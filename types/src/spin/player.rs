use bytes::{Buf, BufMut};
use commonware_codec::{Error, FixedSize, Read, ReadExt, Write};

/// Per-player rate-limit state and lifetime statistics. Absent records read
/// as all-zero.
#[derive(Clone, Debug, PartialEq, Eq, Default)]
pub struct PlayerRecord {
    /// Timestamp of the last admitted spin; drives the cooldown. Never
    /// decreases.
    pub last_spin: u64,
    /// Spins resolved, cumulative.
    pub spins: u64,
    /// Base units won, cumulative. Credited only when the payout transfer
    /// succeeds.
    pub winnings: u64,
}

impl Write for PlayerRecord {
    fn write(&self, writer: &mut impl BufMut) {
        self.last_spin.write(writer);
        self.spins.write(writer);
        self.winnings.write(writer);
    }
}

impl Read for PlayerRecord {
    type Cfg = ();

    fn read_cfg(reader: &mut impl Buf, _: &Self::Cfg) -> Result<Self, Error> {
        Ok(Self {
            last_spin: u64::read(reader)?,
            spins: u64::read(reader)?,
            winnings: u64::read(reader)?,
        })
    }
}

impl FixedSize for PlayerRecord {
    const SIZE: usize = u64::SIZE * 3;
}
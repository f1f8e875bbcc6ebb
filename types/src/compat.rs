#![cfg(test)]
use crate::execution::{Event, Instruction, Key, Output, Transaction, Value};
use crate::spin::{House, PlayerRecord, SPIN_COST};
use commonware_codec::{Encode, ReadExt};
use commonware_cryptography::{ed25519::PrivateKey, sha256::Sha256, Digestible, Hasher, Signer};

#[test]
fn instruction_encoding_is_stable() {
    assert_eq!(Instruction::Deposit.encode().as_ref(), &[10u8]);
    assert_eq!(
        Instruction::Withdraw { amount: 100 }.encode().as_ref(),
        &[11u8, 0, 0, 0, 0, 0, 0, 0, 100]
    );
    assert_eq!(Instruction::Fund.encode().as_ref(), &[12u8]);
    assert_eq!(Instruction::QuickSpin.encode().as_ref(), &[15u8]);
    assert_eq!(Instruction::Pause.encode().as_ref(), &[16u8]);
    assert_eq!(Instruction::Unpause.encode().as_ref(), &[17u8]);
    assert_eq!(Instruction::EmergencyWithdraw.encode().as_ref(), &[18u8]);

    let secret_hash = Sha256::hash(b"secret");
    let mut expected = vec![13u8];
    expected.extend_from_slice(secret_hash.as_ref());
    assert_eq!(
        Instruction::CommitSpin { secret_hash }.encode().as_ref(),
        expected.as_slice()
    );
}

#[test]
fn key_encoding_is_stable() {
    let player = PrivateKey::from_seed(1).public_key();

    assert_eq!(Key::House.encode().as_ref(), &[1u8]);

    let mut expected = vec![0u8];
    expected.extend_from_slice(player.as_ref());
    assert_eq!(Key::Account(player.clone()).encode().as_ref(), expected.as_slice());

    expected[0] = 2;
    assert_eq!(Key::Player(player.clone()).encode().as_ref(), expected.as_slice());

    expected[0] = 3;
    assert_eq!(Key::Commit(player).encode().as_ref(), expected.as_slice());
}

#[test]
fn value_checkpoint_encoding_is_stable() {
    assert_eq!(
        Value::Checkpoint { height: 7, start: 9 }.encode().as_ref(),
        &[4u8, 0, 0, 0, 0, 0, 0, 0, 7, 0, 0, 0, 0, 0, 0, 0, 9]
    );
}

#[test]
fn event_pause_encoding_is_stable() {
    assert_eq!(
        Event::PauseChanged { paused: true }.encode().as_ref(),
        &[25u8, 1]
    );
    assert_eq!(
        Event::PauseChanged { paused: false }.encode().as_ref(),
        &[25u8, 0]
    );
}

#[test]
fn event_rejection_message_is_bounded_on_decode() {
    let player = PrivateKey::from_seed(1).public_key();
    let event = Event::SpinRejected {
        player,
        error_code: 3,
        message: "x".repeat(300),
    };

    let encoded = event.encode();
    assert!(matches!(
        Event::read(&mut &encoded[..]),
        Err(commonware_codec::Error::Invalid(_, _))
    ));
}

#[test]
fn transaction_roundtrip_and_verification() {
    let private = PrivateKey::from_seed(1);
    let tx = Transaction::sign(&private, 0, SPIN_COST, Instruction::QuickSpin);
    assert!(tx.verify());

    let encoded = tx.encode();
    let decoded = Transaction::read(&mut &encoded[..]).unwrap();
    assert_eq!(tx, decoded);
    assert!(decoded.verify());

    // Any signed-over field invalidates the signature.
    let mut tampered = tx.clone();
    tampered.value = SPIN_COST + 1;
    assert!(!tampered.verify());

    let mut tampered = tx.clone();
    tampered.nonce = 1;
    assert!(!tampered.verify());

    let mut tampered = tx;
    tampered.instruction = Instruction::Fund;
    assert!(!tampered.verify());
}

#[test]
fn transaction_digest_excludes_signature() {
    let private = PrivateKey::from_seed(1);
    let other = PrivateKey::from_seed(2);

    let tx = Transaction::sign(&private, 4, 0, Instruction::Pause);
    let unrelated = Transaction::sign(&other, 4, 0, Instruction::Pause);

    // Swapping in foreign signature bytes leaves the digest unchanged.
    let mut resigned = tx.clone();
    resigned.signature = unrelated.signature.clone();
    assert_eq!(tx.digest(), resigned.digest());

    // A different signer changes the digest.
    assert_ne!(tx.digest(), unrelated.digest());
}

#[test]
fn output_roundtrip() {
    let private = PrivateKey::from_seed(1);
    let player = private.public_key();

    let outputs = [
        Output::Event(Event::SpinResolved {
            player,
            wager: SPIN_COST,
            prize: 0,
            draw: 123,
            timestamp: 1_700_000_000,
        }),
        Output::Transaction(Transaction::sign(&private, 0, 0, Instruction::Pause)),
        Output::Checkpoint {
            height: 1,
            start: 0,
        },
    ];

    for output in outputs {
        let encoded = output.encode();
        let decoded = Output::read(&mut &encoded[..]).unwrap();
        assert_eq!(output, decoded);
    }
}

#[test]
fn state_value_roundtrip() {
    let values = [
        Value::House(House {
            balance: 100,
            nonce: 1,
            paused: false,
            total_spins: 2,
            total_wagered: 3,
            total_paid_out: 4,
        }),
        Value::Player(PlayerRecord {
            last_spin: 5,
            spins: 6,
            winnings: 7,
        }),
    ];

    for value in values {
        let encoded = value.encode();
        let decoded = Value::read(&mut &encoded[..]).unwrap();
        assert_eq!(value, decoded);
    }
}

------------

Problem details: In full and without changes, copy the entries above.

Reply to the exercise:
filename types/src/spin/player.rs
use bytes::{Buf, BufMut};
use commonware_codec::{Error, FixedSize, Read, ReadExt, Write};

/// Per-player rate-limit state and lifetime statistics. Absent records read
/// as all-zero.
#[derive(Clone, Debug, PartialEq, Eq, Default)]
pub struct PlayerRecord {
    /// Timestamp of the last admitted spin; drives the cooldown. Never
    /// decreases.
    pub last_spin: u64,
    /// Spins resolved, cumulative.
    pub spins: u64,
    /// Base units won, cumulative. Credited only when the payout transfer
    /// succeeds.
    pub winnings: u64,
}

impl Write for PlayerRecord {
    fn write(&self, writer: &mut impl BufMut) {
        self.last_spin.write(writer);
        self.spins.write(writer);
        self.winnings.write(writer);
    }
}

impl Read for PlayerRecord {
    type Cfg = ();

    fn read_cfg(reader: &mut impl Buf, _: &Self::Cfg) -> Result<Self, Error> {
        Ok(Self {
            last_spin: u64::read(reader)?,
            spins: u64::read(reader)?,
            winnings: u64::read(reader)?,
        })
    }
}

impl FixedSize for PlayerRecord {
    const SIZE: usize = u64::SIZE * 3;
}
repository f1f8e875bbcc6ebb
filename types/src/compat.rs
#![cfg(test)]
use crate::execution::{Event, Instruction, Key, Output, Transaction, Value};
use crate::spin::{House, PlayerRecord, SPIN_COST};
use commonware_codec::{Encode, ReadExt};
use commonware_cryptography::{ed25519::PrivateKey, sha256::Sha256, Digestible, Hasher, Signer};

#[test]
fn instruction_encoding_is_stable() {
    assert_eq!(Instruction::Deposit.encode().as_ref(), &[10u8]);
    assert_eq!(
        Instruction::Withdraw { amount: 100 }.encode().as_ref(),
        &[11u8, 0, 0, 0, 0, 0, 0, 0, 100]
    );
    assert_eq!(Instruction::Fund.encode().as_ref(), &[12u8]);
    assert_eq!(Instruction::QuickSpin.encode().as_ref(), &[15u8]);
    assert_eq!(Instruction::Pause.encode().as_ref(), &[16u8]);
    assert_eq!(Instruction::Unpause.encode().as_ref(), &[17u8]);
    assert_eq!(Instruction::EmergencyWithdraw.encode().as_ref(), &[18u8]);

    let secret_hash = Sha256::hash(b"secret");
    let mut expected = vec![13u8];
    expected.extend_from_slice(secret_hash.as_ref());
    assert_eq!(
        Instruction::CommitSpin { secret_hash }.encode().as_ref(),
        expected.as_slice()
    );
}

#[test]
fn key_encoding_is_stable() {
    let player = PrivateKey::from_seed(1).public_key();

    assert_eq!(Key::House.encode().as_ref(), &[1u8]);

    let mut expected = vec![0u8];
    expected.extend_from_slice(player.as_ref());
    assert_eq!(Key::Account(player.clone()).encode().as_ref(), expected.as_slice());

    expected[0] = 2;
    assert_eq!(Key::Player(player.clone()).encode().as_ref(), expected.as_slice());

    expected[0] = 3;
    assert_eq!(Key::Commit(player).encode().as_ref(), expected.as_slice());
}

#[test]
fn value_checkpoint_encoding_is_stable() {
    assert_eq!(
        Value::Checkpoint { height: 7, start: 9 }.encode().as_ref(),
        &[4u8, 0, 0, 0, 0, 0, 0, 0, 7, 0, 0, 0, 0, 0, 0, 0, 9]
    );
}

#[test]
fn event_pause_encoding_is_stable() {
    assert_eq!(
        Event::PauseChanged { paused: true }.encode().as_ref(),
        &[25u8, 1]
    );
    assert_eq!(
        Event::PauseChanged { paused: false }.encode().as_ref(),
        &[25u8, 0]
    );
}

#[test]
fn event_rejection_message_is_bounded_on_decode() {
    let player = PrivateKey::from_seed(1).public_key();
    let event = Event::SpinRejected {
        player,
        error_code: 3,
        message: "x".repeat(300),
    };

    let encoded = event.encode();
    assert!(matches!(
        Event::read(&mut &encoded[..]),
        Err(commonware_codec::Error::Invalid(_, _))
    ));
}

#[test]
fn transaction_roundtrip_and_verification() {
    let private = PrivateKey::from_seed(1);
    let tx = Transaction::sign(&private, 0, SPIN_COST, Instruction::QuickSpin);
    assert!(tx.verify());

    let encoded = tx.encode();
    let decoded = Transaction::read(&mut &encoded[..]).unwrap();
    assert_eq!(tx, decoded);
    assert!(decoded.verify());

    // Any signed-over field invalidates the signature.
    let mut tampered = tx.clone();
    tampered.value = SPIN_COST + 1;
    assert!(!tampered.verify());

    let mut tampered = tx.clone();
    tampered.nonce = 1;
    assert!(!tampered.verify());

    let mut tampered = tx;
    tampered.instruction = Instruction::Fund;
    assert!(!tampered.verify());
}

#[test]
fn transaction_digest_excludes_signature() {
    let private = PrivateKey::from_seed(1);
    let other = PrivateKey::from_seed(2);

    let tx = Transaction::sign(&private, 4, 0, Instruction::Pause);
    let unrelated = Transaction::sign(&other, 4, 0, Instruction::Pause);

    // Swapping in foreign signature bytes leaves the digest unchanged.
    let mut resigned = tx.clone();
    resigned.signature = unrelated.signature.clone();
    assert_eq!(tx.digest(), resigned.digest());

    // A different signer changes the digest.
    assert_ne!(tx.digest(), unrelated.digest());
}

#[test]
fn output_roundtrip() {
    let private = PrivateKey::from_seed(1);
    let player = private.public_key();

    let outputs = [
        Output::Event(Event::SpinResolved {
            player,
            wager: SPIN_COST,
            prize: 0,
            draw: 123,
            timestamp: 1_700_000_000,
        }),
        Output::Transaction(Transaction::sign(&private, 0, 0, Instruction::Pause)),
        Output::Checkpoint {
            height: 1,
            start: 0,
        },
    ];

    for output in outputs {
        let encoded = output.encode();
        let decoded = Output::read(&mut &encoded[..]).unwrap();
        assert_eq!(output, decoded);
    }
}

#[test]
fn state_value_roundtrip() {
    let values = [
        Value::House(House {
            balance: 100,
            nonce: 1,
            paused: false,
            total_spins: 2,
            total_wagered: 3,
            total_paid_out: 4,
        }),
        Value::Player(PlayerRecord {
            last_spin: 5,
            spins: 6,
            winnings: 7,
        }),
    ];

    for value in values {
        let encoded = value.encode();
        let decoded = Value::read(&mut &encoded[..]).unwrap();
        assert_eq!(value, decoded);
    }
}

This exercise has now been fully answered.